Updated by Michael Graff over 1 year ago

I know this is quite detailed, so may be out of scope for a bug report. :)

Basically, my house has (currently...) 3 APs. One is a Cisco which is running stock firmware. While this allows a guest and non-guest network, I am only using the private network, but using both 2Ghz and 5Ghz radios on it. I have a wndr3700v1 box also running stock firmware which is also only used for private 2/5Ghz radio. The new wndr3700v2 is currently installed as my home primary router.

Currently, I have a too-complicated network config to match this. :)

I have a VLAN-capable switch in my garage. My cable modem connects to an untagged vlan9 port, and the WAN port on the 3700v2 connects to this switch, also on an untagged vlan9 port. This part works perfectly.

The two stock APs connect directly to this as well, and (unfortunately) right now I am using the wired ports on each as a local switch. All of these are on vlan13, untagged.

I have the v2 configured for v12, v13, v14, and v15. v12 is my DMZ; it has addresses in the range 192.168.1/24. v13 is 10.42/16, v14 is 10.43.1/24, and v15 is 10.43.2/24. Originally I wanted to use vlan14 as my private wireless and v15 as my public wireless.

I plan on replacing the 3700v1 with a v2 in a month or so, and wanted to use a trunked port to the new v2 box so I can use the WAN port as a trunked uplink to the garage switch, put the wireless on vlan14 and 15, and the physical switch ports on vlan13.

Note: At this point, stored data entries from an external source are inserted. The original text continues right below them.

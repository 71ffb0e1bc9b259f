use cex_core::time::TimeError;
use thiserror::Error;

/// Errors raised by backend queries.
///
/// The first three variants are the network taxonomy: a response arrived
/// with a non-2xx status, no response arrived at all, or the request
/// failed some other way. The rest are response-validation failures: a
/// 2xx response whose payload is unusable.
#[derive(Error, Debug)]
pub enum ApiError {
    #[error("the data server returned status {0}")]
    Status(u16),
    #[error("no response was received from the data server")]
    NoResponse,
    #[error("request failed: {0}")]
    Transport(String),
    #[error("the data server returned an empty result")]
    EmptyPayload,
    #[error("the data server returned a malformed result: {0}")]
    Malformed(String),
    #[error(transparent)]
    Time(#[from] TimeError),
}

impl ApiError {
    /// The fixed user-facing message for this error. Network failures
    /// map onto exactly three templates; everything else shares the
    /// "other" template.
    pub fn display_message(&self) -> String {
        match self {
            ApiError::Status(code) => format!(
                "Error fetching data: the server returned an error ({}).",
                code
            ),
            ApiError::NoResponse => {
                "Error fetching data: no response was received from the server.".to_string()
            }
            _ => "Error fetching data: an error occurred while making the request.".to_string(),
        }
    }
}
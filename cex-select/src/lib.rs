//! Selection-state helpers for cascading dataset filters and map layers.
//!
//! The UI narrows datasets through a chain of selectors (model, then
//! emissions scenario, then variable, and so on). Until every selector
//! in a chain has settled on a value, no dataset list derived from the
//! chain is trustworthy; [`selection::SelectorState::filter_meta`]
//! returns nothing rather than a plausible-looking wrong answer.

pub mod layers;
pub mod selection;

I've done things like this using (older) APs for many moons. I know there are oddnesses with multicast, but I have had no problems with these oddities. This is a very understandable and straight-forward way to do this, to me anyway. :)

Updated by Dave Täht over 1 year ago

I am for starters tickled that you consider the rc5 candidate stable enough to use as your primary router, especially given your bug reporting volume! :)

It would cheer me up to know that aside from the bugs reported thus far, some of the good stuff in cerowrt was working out good for you.

As for your other comments... um, er, wow... a network diagram would help.

Updated by Dave Täht over 1 year ago

like, for example, does ipv6 work?

Updated by Michael Graff over 1 year ago

IPv6 works perfectly, but I am using an HE tunnel.

As for stability, well, most of the bug reports are for things that happen when I'm fiddling. If I am steady-state, things seem to be pretty darned solid.

The network performances as measured by speedtest web sites are on par with the NetBSD router I had running this. There were some oddities with that running under Xen, so overall this is actually an improvement. I cannot (yet) get my Cisco SIP phone to work, but well... I suspect that might be a feature :) It's also likely the phone is the culprit.

I cannot tell if the debloating stuff is taking effect. I suspect it wasn't with the config errors? After correcting those, the network seems overall the same as before, with the added benefit that my router now consumes 5.4 watts rather than 150 or so.

Lastly, as for running it in "production" -- what better way to motivate me to report and help correct issues?